Saved data entries:
*****

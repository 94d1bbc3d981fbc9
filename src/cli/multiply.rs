/*
 * SPDX-FileCopyrightText: 2025 Inria
 * SPDX-FileCopyrightText: 2025 Sebastiano Vigna
 *
 * SPDX-License-Identifier: Apache-2.0 OR LGPL-2.1-or-later
 */

use anyhow::Result;
use clap::Parser;
use std::path::PathBuf;

use super::{load_matrix, PairSkipArgs, ShapeArgs};

#[derive(Parser, Debug)]
#[command(name = "multiply", about = "Prints the product of two matrices stored in the same file.", long_about = None)]
pub struct CliArgs {
    /// The file containing both matrices, as whitespace-separated integers in
    /// row-major order.
    pub src: PathBuf,

    #[clap(flatten)]
    pub shape: ShapeArgs,

    #[arg(long)]
    /// The number of columns of the right matrix. Defaults to the column
    /// count of the left matrix.
    pub second_cols: Option<usize>,

    #[clap(flatten)]
    pub skips: PairSkipArgs,
}

pub fn main(args: CliArgs) -> Result<()> {
    let second_cols = args.second_cols.unwrap_or(args.shape.cols);
    let first = load_matrix(&args.src, args.shape.rows, args.shape.cols, args.skips.first_skip)?;
    let second = load_matrix(
        &args.src,
        args.shape.cols,
        second_cols,
        args.skips.second_skip_or(args.shape.rows),
    )?;
    print!("{}", first.multiply(&second)?);
    Ok(())
}
/*
 * SPDX-FileCopyrightText: 2025 Inria
 * SPDX-FileCopyrightText: 2025 Sebastiano Vigna
 *
 * SPDX-License-Identifier: Apache-2.0 OR LGPL-2.1-or-later
 */

#![doc = include_str!("../README.md")]
#![deny(unstable_features)]
#![deny(trivial_casts)]
#![deny(unconditional_recursion)]
#![deny(clippy::empty_loop)]
#![deny(unreachable_code)]
#![deny(unreachable_pub)]
#![deny(unreachable_patterns)]
#![deny(unused_macro_rules)]
#![deny(unused_doc_comments)]

pub mod matrix;

#[cfg(feature = "cli")]
pub mod cli;

pub use matrix::{Matrix, MatrixError};

pub mod prelude {
    pub use crate::matrix::*;
}
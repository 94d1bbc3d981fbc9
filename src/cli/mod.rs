/*
 * SPDX-FileCopyrightText: 2025 Inria
 * SPDX-FileCopyrightText: 2025 Sebastiano Vigna
 *
 * SPDX-License-Identifier: Apache-2.0 OR LGPL-2.1-or-later
 */

//! Command-line interface structs, functions, and methods.
//!
//! Each command is implemented as a submodule with its own `CliArgs` parser
//! and `main` function.

use anyhow::{Context, Result};
use clap::{Args, Parser, Subcommand};
use std::io::Write;
use std::path::Path;

use crate::matrix::Matrix;

pub mod build_info {
    include!(concat!(env!("OUT_DIR"), "/built.rs"));

    pub fn version_string() -> String {
        format!(
            "{}
git info: {} {} {}
build info: built on {} for {} with {}",
            PKG_VERSION,
            GIT_VERSION.unwrap_or(""),
            GIT_COMMIT_HASH.unwrap_or(""),
            match GIT_DIRTY {
                None => "",
                Some(true) => "(dirty)",
                Some(false) => "(clean)",
            },
            BUILT_TIME_UTC,
            TARGET,
            RUSTC_VERSION
        )
    }
}

pub mod add;
pub mod demo;
pub mod diagonal_sum;
pub mod multiply;
pub mod show;
pub mod swap_rows;

/// Shared CLI arguments for the shape of the matrices to read.
///
/// The defaults reproduce the classic exercise file: two 4x4 matrices stored
/// back to back, one matrix row per line.
#[derive(Args, Debug, Clone, Copy)]
pub struct ShapeArgs {
    #[arg(short = 'r', long, default_value_t = 4)]
    /// The number of rows of each matrix.
    pub rows: usize,

    #[arg(short = 'c', long, default_value_t = 4)]
    /// The number of columns of each matrix.
    pub cols: usize,
}

/// Shared CLI arguments for commands reading two matrices from one source.
#[derive(Args, Debug, Clone, Copy)]
pub struct PairSkipArgs {
    #[arg(long, default_value_t = 0)]
    /// How many lines to skip before reading the first matrix.
    pub first_skip: usize,

    #[arg(long)]
    /// How many lines to skip before reading the second matrix. Defaults to
    /// the first skip plus the number of rows, which reads back-to-back
    /// matrices from files with one matrix row per line.
    pub second_skip: Option<usize>,
}

impl PairSkipArgs {
    /// Returns the skip offset of the second matrix for the given row count.
    pub fn second_skip_or(&self, rows: usize) -> usize {
        self.second_skip.unwrap_or(self.first_skip + rows)
    }
}

/// Reads a single matrix of the given shape from `path`.
pub fn load_matrix(
    path: impl AsRef<Path>,
    rows: usize,
    cols: usize,
    lines_to_skip: usize,
) -> Result<Matrix> {
    let path = path.as_ref();
    let mut matrix = Matrix::new(rows, cols)?;
    matrix.load(path, lines_to_skip).with_context(|| {
        format!(
            "Cannot load a {}x{} matrix from {} (skipping {} lines)",
            rows,
            cols,
            path.display(),
            lines_to_skip
        )
    })?;
    log::info!(
        "Loaded a {}x{} matrix from {} (skipped {} lines)",
        rows,
        cols,
        path.display(),
        lines_to_skip
    );
    Ok(matrix)
}

/// Reads two matrices of the same shape laid out back to back in `path`.
pub fn load_pair(
    path: impl AsRef<Path>,
    shape: ShapeArgs,
    skips: PairSkipArgs,
) -> Result<(Matrix, Matrix)> {
    let path = path.as_ref();
    let first = load_matrix(path, shape.rows, shape.cols, skips.first_skip)?;
    let second = load_matrix(path, shape.rows, shape.cols, skips.second_skip_or(shape.rows))?;
    Ok((first, second))
}

#[derive(Subcommand, Debug)]
pub enum SubCommands {
    Show(show::CliArgs),
    Add(add::CliArgs),
    Multiply(multiply::CliArgs),
    DiagonalSum(diagonal_sum::CliArgs),
    SwapRows(swap_rows::CliArgs),
    Demo(demo::CliArgs),
}

#[derive(Parser, Debug)]
#[command(name = "densemat", version = build_info::version_string())]
/// Tools to load, combine, and query dense integer matrices stored in
/// whitespace-delimited text files.
pub struct Cli {
    #[command(subcommand)]
    pub command: SubCommands,
}

pub fn init_envlogger() -> Result<()> {
    let mut builder =
        env_logger::Builder::from_env(env_logger::Env::default().default_filter_or("info"));

    let start = std::time::Instant::now();
    builder.format(move |buf, record| {
        let style = buf.default_level_style(record.level());
        let elapsed = start.elapsed();
        writeln!(
            buf,
            "{}.{:03} {style}{}{style:#} {} - {}",
            elapsed.as_secs(),
            elapsed.subsec_millis(),
            record.level(),
            record.target(),
            record.args()
        )
    });
    builder.init();
    Ok(())
}

/// The entry point of the command-line interface.
pub fn main<I, T>(args: I) -> Result<()>
where
    I: IntoIterator<Item = T>,
    T: Into<std::ffi::OsString> + Clone,
{
    let cli = Cli::parse_from(args);
    match cli.command {
        SubCommands::Show(args) => show::main(args),
        SubCommands::Add(args) => add::main(args),
        SubCommands::Multiply(args) => multiply::main(args),
        SubCommands::DiagonalSum(args) => diagonal_sum::main(args),
        SubCommands::SwapRows(args) => swap_rows::main(args),
        SubCommands::Demo(args) => demo::main(args),
    }
}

*****

Task brief: Whatever the entries say, repeat all of them exactly.

Solution to the problem:
repository 94d1bbc3d981fbc9
filename src/cli/multiply.rs
/*
 * SPDX-FileCopyrightText: 2025 Inria
 * SPDX-FileCopyrightText: 2025 Sebastiano Vigna
 *
 * SPDX-License-Identifier: Apache-2.0 OR LGPL-2.1-or-later
 */

use anyhow::Result;
use clap::Parser;
use std::path::PathBuf;

use super::{load_matrix, PairSkipArgs, ShapeArgs};

#[derive(Parser, Debug)]
#[command(name = "multiply", about = "Prints the product of two matrices stored in the same file.", long_about = None)]
pub struct CliArgs {
    /// The file containing both matrices, as whitespace-separated integers in
    /// row-major order.
    pub src: PathBuf,

    #[clap(flatten)]
    pub shape: ShapeArgs,

    #[arg(long)]
    /// The number of columns of the right matrix. Defaults to the column
    /// count of the left matrix.
    pub second_cols: Option<usize>,

    #[clap(flatten)]
    pub skips: PairSkipArgs,
}

pub fn main(args: CliArgs) -> Result<()> {
    let second_cols = args.second_cols.unwrap_or(args.shape.cols);
    let first = load_matrix(&args.src, args.shape.rows, args.shape.cols, args.skips.first_skip)?;
    let second = load_matrix(
        &args.src,
        args.shape.cols,
        second_cols,
        args.skips.second_skip_or(args.shape.rows),
    )?;
    print!("{}", first.multiply(&second)?);
    Ok(())
}
/*
 * SPDX-FileCopyrightText: 2025 Inria
 * SPDX-FileCopyrightText: 2025 Sebastiano Vigna
 *
 * SPDX-License-Identifier: Apache-2.0 OR LGPL-2.1-or-later
 */

#![doc = include_str!("../README.md")]
#![deny(unstable_features)]
#![deny(trivial_casts)]
#![deny(unconditional_recursion)]
#![deny(clippy::empty_loop)]
#![deny(unreachable_code)]
#![deny(unreachable_pub)]
#![deny(unreachable_patterns)]
#![deny(unused_macro_rules)]
#![deny(unused_doc_comments)]

pub mod matrix;

#[cfg(feature = "cli")]
pub mod cli;

pub use matrix::{Matrix, MatrixError};

pub mod prelude {
    pub use crate::matrix::*;
}
repository 94d1bbc3d981fbc9
filename src/cli/mod.rs
/*
 * SPDX-FileCopyrightText: 2025 Inria
 * SPDX-FileCopyrightText: 2025 Sebastiano Vigna
 *
 * SPDX-License-Identifier: Apache-2.0 OR LGPL-2.1-or-later
 */

//! Command-line interface structs, functions, and methods.
//!
//! Each command is implemented as a submodule with its own `CliArgs` parser
//! and `main` function.

use anyhow::{Context, Result};
use clap::{Args, Parser, Subcommand};
use std::io::Write;
use std::path::Path;

use crate::matrix::Matrix;

pub mod build_info {
    include!(concat!(env!("OUT_DIR"), "/built.rs"));

    pub fn version_string() -> String {
        format!(
            "{}
git info: {} {} {}
build info: built on {} for {} with {}",
            PKG_VERSION,
            GIT_VERSION.unwrap_or(""),
            GIT_COMMIT_HASH.unwrap_or(""),
            match GIT_DIRTY {
                None => "",
                Some(true) => "(dirty)",
                Some(false) => "(clean)",
            },
            BUILT_TIME_UTC,
            TARGET,
            RUSTC_VERSION
        )
    }
}

pub mod add;
pub mod demo;
pub mod diagonal_sum;
pub mod multiply;
pub mod show;
pub mod swap_rows;

/// Shared CLI arguments for the shape of the matrices to read.
///
/// The defaults reproduce the classic exercise file: two 4x4 matrices stored
/// back to back, one matrix row per line.
#[derive(Args, Debug, Clone, Copy)]
pub struct ShapeArgs {
    #[arg(short = 'r', long, default_value_t = 4)]
    /// The number of rows of each matrix.
    pub rows: usize,

    #[arg(short = 'c', long, default_value_t = 4)]
    /// The number of columns of each matrix.
    pub cols: usize,
}

/// Shared CLI arguments for commands reading two matrices from one source.
#[derive(Args, Debug, Clone, Copy)]
pub struct PairSkipArgs {
    #[arg(long, default_value_t = 0)]
    /// How many lines to skip before reading the first matrix.
    pub first_skip: usize,

    #[arg(long)]
    /// How many lines to skip before reading the second matrix. Defaults to
    /// the first skip plus the number of rows, which reads back-to-back
    /// matrices from files with one matrix row per line.
    pub second_skip: Option<usize>,
}

impl PairSkipArgs {
    /// Returns the skip offset of the second matrix for the given row count.
    pub fn second_skip_or(&self, rows: usize) -> usize {
        self.second_skip.unwrap_or(self.first_skip + rows)
    }
}

/// Reads a single matrix of the given shape from `path`.
pub fn load_matrix(
    path: impl AsRef<Path>,
    rows: usize,
    cols: usize,
    lines_to_skip: usize,
) -> Result<Matrix> {
    let path = path.as_ref();
    let mut matrix = Matrix::new(rows, cols)?;
    matrix.load(path, lines_to_skip).with_context(|| {
        format!(
            "Cannot load a {}x{} matrix from {} (skipping {} lines)",
            rows,
            cols,
            path.display(),
            lines_to_skip
        )
    })?;
    log::info!(
        "Loaded a {}x{} matrix from {} (skipped {} lines)",
        rows,
        cols,
        path.display(),
        lines_to_skip
    );
    Ok(matrix)
}

/// Reads two matrices of the same shape laid out back to back in `path`.
pub fn load_pair(
    path: impl AsRef<Path>,
    shape: ShapeArgs,
    skips: PairSkipArgs,
) -> Result<(Matrix, Matrix)> {
    let path = path.as_ref();
    let first = load_matrix(path, shape.rows, shape.cols, skips.first_skip)?;
    let second = load_matrix(path, shape.rows, shape.cols, skips.second_skip_or(shape.rows))?;
    Ok((first, second))
}

#[derive(Subcommand, Debug)]
pub enum SubCommands {
    Show(show::CliArgs),
    Add(add::CliArgs),
    Multiply(multiply::CliArgs),
    DiagonalSum(diagonal_sum::CliArgs),
    SwapRows(swap_rows::CliArgs),
    Demo(demo::CliArgs),
}

#[derive(Parser, Debug)]
#[command(name = "densemat", version = build_info::version_string())]
/// Tools to load, combine, and query dense integer matrices stored in
/// whitespace-delimited text files.
pub struct Cli {
    #[command(subcommand)]
    pub command: SubCommands,
}

pub fn init_envlogger() -> Result<()> {
    let mut builder =
        env_logger::Builder::from_env(env_logger::Env::default().default_filter_or("info"));

    let start = std::time::Instant::now();
    builder.format(move |buf, record| {
        let style = buf.default_level_style(record.level());
        let elapsed = start.elapsed();
        writeln!(
            buf,
            "{}.{:03} {style}{}{style:#} {} - {}",
            elapsed.as_secs(),
            elapsed.subsec_millis(),
            record.level(),
            record.target(),
            record.args()
        )
    });
    builder.init();
    Ok(())
}

/// The entry point of the command-line interface.
pub fn main<I, T>(args: I) -> Result<()>
where
    I: IntoIterator<Item = T>,
    T: Into<std::ffi::OsString> + Clone,
{
    let cli = Cli::parse_from(args);
    match cli.command {
        SubCommands::Show(args) => show::main(args),
        SubCommands::Add(args) => add::main(args),
        SubCommands::Multiply(args) => multiply::main(args),
        SubCommands::DiagonalSum(args) => diagonal_sum::main(args),
        SubCommands::SwapRows(args) => swap_rows::main(args),
        SubCommands::Demo(args) => demo::main(args),
    }
}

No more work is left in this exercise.